_PROVIDED RECORDS_.
====================
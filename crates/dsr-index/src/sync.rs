//! Persistence hooks that keep the search index in step with the repository.

use std::sync::Arc;

use dsr_store::ObjectRemover;
use dsr_types::ObjectLocator;
use tracing::{debug, info};

use crate::document::{CommitPolicy, IndexDocument, Indexable};
use crate::error::IndexResult;
use crate::traits::SearchIndex;

/// What a delete actually removed.
#[derive(Clone, Copy, Debug, Default, PartialEq, Eq)]
pub struct DeleteOutcome {
    pub removed_from_repository: bool,
    pub removed_from_index: bool,
}

/// Update and delete hooks over an injected index and repository.
pub struct IndexSync<I: ?Sized, R: ?Sized> {
    index: Arc<I>,
    repository: Arc<R>,
    policy: CommitPolicy,
}

impl<I, R> IndexSync<I, R>
where
    I: SearchIndex + ?Sized,
    R: ObjectRemover + ?Sized,
{
    /// Hooks that soft-commit every update.
    pub fn new(index: Arc<I>, repository: Arc<R>) -> Self {
        Self {
            index,
            repository,
            policy: CommitPolicy::soft(),
        }
    }

    pub fn with_policy(mut self, policy: CommitPolicy) -> Self {
        self.policy = policy;
        self
    }

    pub fn policy(&self) -> CommitPolicy {
        self.policy
    }

    /// Build the object's index document and add it to the index.
    pub async fn update_index<T: Indexable>(&self, object: &T) -> IndexResult<IndexDocument> {
        let doc = object.to_index_document();
        self.index.add(std::slice::from_ref(&doc), self.policy).await?;
        debug!(id = ?doc.id(), soft_commit = self.policy.soft_commit, "index updated");
        Ok(doc)
    }

    /// Delete the object from the repository, then from the index.
    ///
    /// New records were never written to the repository, so only the index
    /// is touched for them. A repository failure stops the delete before
    /// the index is changed.
    pub async fn delete<T: Indexable>(
        &self,
        object: &T,
        locator: &ObjectLocator,
        new_record: bool,
    ) -> IndexResult<DeleteOutcome> {
        let removed_from_repository = if new_record {
            false
        } else {
            self.repository.delete(locator).await?
        };
        let id = object.index_id();
        let removed_from_index = self.index.delete(&id).await?;
        info!(
            %id,
            uri = %locator,
            removed_from_repository,
            removed_from_index,
            "object deleted"
        );
        Ok(DeleteOutcome {
            removed_from_repository,
            removed_from_index,
        })
    }
}
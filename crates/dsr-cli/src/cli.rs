use std::path::PathBuf;

use clap::{Args, Parser, Subcommand};

#[derive(Parser)]
#[command(
    name = "dsr",
    about = "Datastream repository tools: dsid allocation and remote size lookups",
    version,
)]
pub struct Cli {
    #[command(subcommand)]
    pub command: Command,

    #[arg(short, long, global = true)]
    pub verbose: bool,

    #[arg(long, global = true, default_value = "text")]
    pub format: OutputFormat,
}

#[derive(Clone, Debug, clap::ValueEnum)]
pub enum OutputFormat {
    Text,
    Json,
}

#[derive(Subcommand)]
pub enum Command {
    /// Compute the next unused dsid for a prefix
    NextId(NextIdArgs),
    /// Show the URL-parameter form of a dsid
    Param(ParamArgs),
    /// Show the URI of a datastream
    Uri(UriArgs),
    /// Ask the repository for a datastream's size
    Size(SizeArgs),
}

#[derive(Args)]
pub struct NextIdArgs {
    #[arg(short, long, default_value = "DS")]
    pub prefix: String,
    /// Existing dsids (repeat or comma-separate)
    #[arg(short, long, value_delimiter = ',')]
    pub existing: Vec<String>,
}

#[derive(Args)]
pub struct ParamArgs {
    pub dsid: String,
}

#[derive(Args, Clone)]
pub struct RepositoryArgs {
    /// TOML file with repository settings
    #[arg(long)]
    pub config: Option<PathBuf>,
    /// Repository base URL, overriding the config file
    #[arg(long)]
    pub url: Option<String>,
}

#[derive(Args)]
pub struct UriArgs {
    pub object: String,
    pub dsid: String,
    #[command(flatten)]
    pub repository: RepositoryArgs,
}

#[derive(Args)]
pub struct SizeArgs {
    pub object: String,
    pub dsid: String,
    #[command(flatten)]
    pub repository: RepositoryArgs,
    /// Treat the datastream as not yet saved (no request is made)
    #[arg(long)]
    pub new: bool,
}

#[cfg(test)]
mod tests {
    use super::*;

    #[test]
    fn parse_next_id() {
        let cli = Cli::try_parse_from(["dsr", "next-id", "-p", "FOO", "-e", "FOO1,FOO56", "-e", "BAR3"]).unwrap();
        if let Command::NextId(args) = cli.command {
            assert_eq!(args.prefix, "FOO");
            assert_eq!(args.existing, vec!["FOO1", "FOO56", "BAR3"]);
        } else { panic!("wrong command"); }
    }

    #[test]
    fn parse_next_id_defaults() {
        let cli = Cli::try_parse_from(["dsr", "next-id"]).unwrap();
        if let Command::NextId(args) = cli.command {
            assert_eq!(args.prefix, "DS");
            assert!(args.existing.is_empty());
        } else { panic!("wrong command"); }
    }

    #[test]
    fn parse_param() {
        let cli = Cli::try_parse_from(["dsr", "param", "foo.bar"]).unwrap();
        if let Command::Param(args) = cli.command {
            assert_eq!(args.dsid, "foo.bar");
        } else { panic!("wrong command"); }
    }

    #[test]
    fn parse_size_with_repository() {
        let cli = Cli::try_parse_from([
            "dsr", "size", "1234", "abcd", "--url", "http://repo:8080", "--config", "dsr.toml", "--new",
        ])
        .unwrap();
        if let Command::Size(args) = cli.command {
            assert_eq!(args.object, "1234");
            assert_eq!(args.dsid, "abcd");
            assert_eq!(args.repository.url.as_deref(), Some("http://repo:8080"));
            assert_eq!(args.repository.config, Some(PathBuf::from("dsr.toml")));
            assert!(args.new);
        } else { panic!("wrong command"); }
    }

    #[test]
    fn parse_uri() {
        let cli = Cli::try_parse_from(["dsr", "uri", "1234", "FOO1"]).unwrap();
        assert!(matches!(cli.command, Command::Uri(_)));
    }

    #[test]
    fn parse_verbose_json() {
        let cli = Cli::try_parse_from(["dsr", "--verbose", "--format", "json", "param", "x"]).unwrap();
        assert!(cli.verbose);
        assert!(matches!(cli.format, OutputFormat::Json));
    }

    #[test]
    fn size_requires_dsid() {
        assert!(Cli::try_parse_from(["dsr", "size", "1234"]).is_err());
    }
}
====================
_TASK BRIEF_.
A complete and exact reproduction of the data is needed.

_RESPONSE_.
filename crates/dsr-index/src/sync.rs
//! Persistence hooks that keep the search index in step with the repository.

use std::sync::Arc;

use dsr_store::ObjectRemover;
use dsr_types::ObjectLocator;
use tracing::{debug, info};

use crate::document::{CommitPolicy, IndexDocument, Indexable};
use crate::error::IndexResult;
use crate::traits::SearchIndex;

/// What a delete actually removed.
#[derive(Clone, Copy, Debug, Default, PartialEq, Eq)]
pub struct DeleteOutcome {
    pub removed_from_repository: bool,
    pub removed_from_index: bool,
}

/// Update and delete hooks over an injected index and repository.
pub struct IndexSync<I: ?Sized, R: ?Sized> {
    index: Arc<I>,
    repository: Arc<R>,
    policy: CommitPolicy,
}

impl<I, R> IndexSync<I, R>
where
    I: SearchIndex + ?Sized,
    R: ObjectRemover + ?Sized,
{
    /// Hooks that soft-commit every update.
    pub fn new(index: Arc<I>, repository: Arc<R>) -> Self {
        Self {
            index,
            repository,
            policy: CommitPolicy::soft(),
        }
    }

    pub fn with_policy(mut self, policy: CommitPolicy) -> Self {
        self.policy = policy;
        self
    }

    pub fn policy(&self) -> CommitPolicy {
        self.policy
    }

    /// Build the object's index document and add it to the index.
    pub async fn update_index<T: Indexable>(&self, object: &T) -> IndexResult<IndexDocument> {
        let doc = object.to_index_document();
        self.index.add(std::slice::from_ref(&doc), self.policy).await?;
        debug!(id = ?doc.id(), soft_commit = self.policy.soft_commit, "index updated");
        Ok(doc)
    }

    /// Delete the object from the repository, then from the index.
    ///
    /// New records were never written to the repository, so only the index
    /// is touched for them. A repository failure stops the delete before
    /// the index is changed.
    pub async fn delete<T: Indexable>(
        &self,
        object: &T,
        locator: &ObjectLocator,
        new_record: bool,
    ) -> IndexResult<DeleteOutcome> {
        let removed_from_repository = if new_record {
            false
        } else {
            self.repository.delete(locator).await?
        };
        let id = object.index_id();
        let removed_from_index = self.index.delete(&id).await?;
        info!(
            %id,
            uri = %locator,
            removed_from_repository,
            removed_from_index,
            "object deleted"
        );
        Ok(DeleteOutcome {
            removed_from_repository,
            removed_from_index,
        })
    }
}
filename crates/dsr-cli/src/cli.rs
use std::path::PathBuf;

use clap::{Args, Parser, Subcommand};

#[derive(Parser)]
#[command(
    name = "dsr",
    about = "Datastream repository tools: dsid allocation and remote size lookups",
    version,
)]
pub struct Cli {
    #[command(subcommand)]
    pub command: Command,

    #[arg(short, long, global = true)]
    pub verbose: bool,

    #[arg(long, global = true, default_value = "text")]
    pub format: OutputFormat,
}

#[derive(Clone, Debug, clap::ValueEnum)]
pub enum OutputFormat {
    Text,
    Json,
}

#[derive(Subcommand)]
pub enum Command {
    /// Compute the next unused dsid for a prefix
    NextId(NextIdArgs),
    /// Show the URL-parameter form of a dsid
    Param(ParamArgs),
    /// Show the URI of a datastream
    Uri(UriArgs),
    /// Ask the repository for a datastream's size
    Size(SizeArgs),
}

#[derive(Args)]
pub struct NextIdArgs {
    #[arg(short, long, default_value = "DS")]
    pub prefix: String,
    /// Existing dsids (repeat or comma-separate)
    #[arg(short, long, value_delimiter = ',')]
    pub existing: Vec<String>,
}

#[derive(Args)]
pub struct ParamArgs {
    pub dsid: String,
}

#[derive(Args, Clone)]
pub struct RepositoryArgs {
    /// TOML file with repository settings
    #[arg(long)]
    pub config: Option<PathBuf>,
    /// Repository base URL, overriding the config file
    #[arg(long)]
    pub url: Option<String>,
}

#[derive(Args)]
pub struct UriArgs {
    pub object: String,
    pub dsid: String,
    #[command(flatten)]
    pub repository: RepositoryArgs,
}

#[derive(Args)]
pub struct SizeArgs {
    pub object: String,
    pub dsid: String,
    #[command(flatten)]
    pub repository: RepositoryArgs,
    /// Treat the datastream as not yet saved (no request is made)
    #[arg(long)]
    pub new: bool,
}

#[cfg(test)]
mod tests {
    use super::*;

    #[test]
    fn parse_next_id() {
        let cli = Cli::try_parse_from(["dsr", "next-id", "-p", "FOO", "-e", "FOO1,FOO56", "-e", "BAR3"]).unwrap();
        if let Command::NextId(args) = cli.command {
            assert_eq!(args.prefix, "FOO");
            assert_eq!(args.existing, vec!["FOO1", "FOO56", "BAR3"]);
        } else { panic!("wrong command"); }
    }

    #[test]
    fn parse_next_id_defaults() {
        let cli = Cli::try_parse_from(["dsr", "next-id"]).unwrap();
        if let Command::NextId(args) = cli.command {
            assert_eq!(args.prefix, "DS");
            assert!(args.existing.is_empty());
        } else { panic!("wrong command"); }
    }

    #[test]
    fn parse_param() {
        let cli = Cli::try_parse_from(["dsr", "param", "foo.bar"]).unwrap();
        if let Command::Param(args) = cli.command {
            assert_eq!(args.dsid, "foo.bar");
        } else { panic!("wrong command"); }
    }

    #[test]
    fn parse_size_with_repository() {
        let cli = Cli::try_parse_from([
            "dsr", "size", "1234", "abcd", "--url", "http://repo:8080", "--config", "dsr.toml", "--new",
        ])
        .unwrap();
        if let Command::Size(args) = cli.command {
            assert_eq!(args.object, "1234");
            assert_eq!(args.dsid, "abcd");
            assert_eq!(args.repository.url.as_deref(), Some("http://repo:8080"));
            assert_eq!(args.repository.config, Some(PathBuf::from("dsr.toml")));
            assert!(args.new);
        } else { panic!("wrong command"); }
    }

    #[test]
    fn parse_uri() {
        let cli = Cli::try_parse_from(["dsr", "uri", "1234", "FOO1"]).unwrap();
        assert!(matches!(cli.command, Command::Uri(_)));
    }

    #[test]
    fn parse_verbose_json() {
        let cli = Cli::try_parse_from(["dsr", "--verbose", "--format", "json", "param", "x"]).unwrap();
        assert!(cli.verbose);
        assert!(matches!(cli.format, OutputFormat::Json));
    }

    #[test]
    fn size_requires_dsid() {
        assert!(Cli::try_parse_from(["dsr", "size", "1234"]).is_err());
    }
}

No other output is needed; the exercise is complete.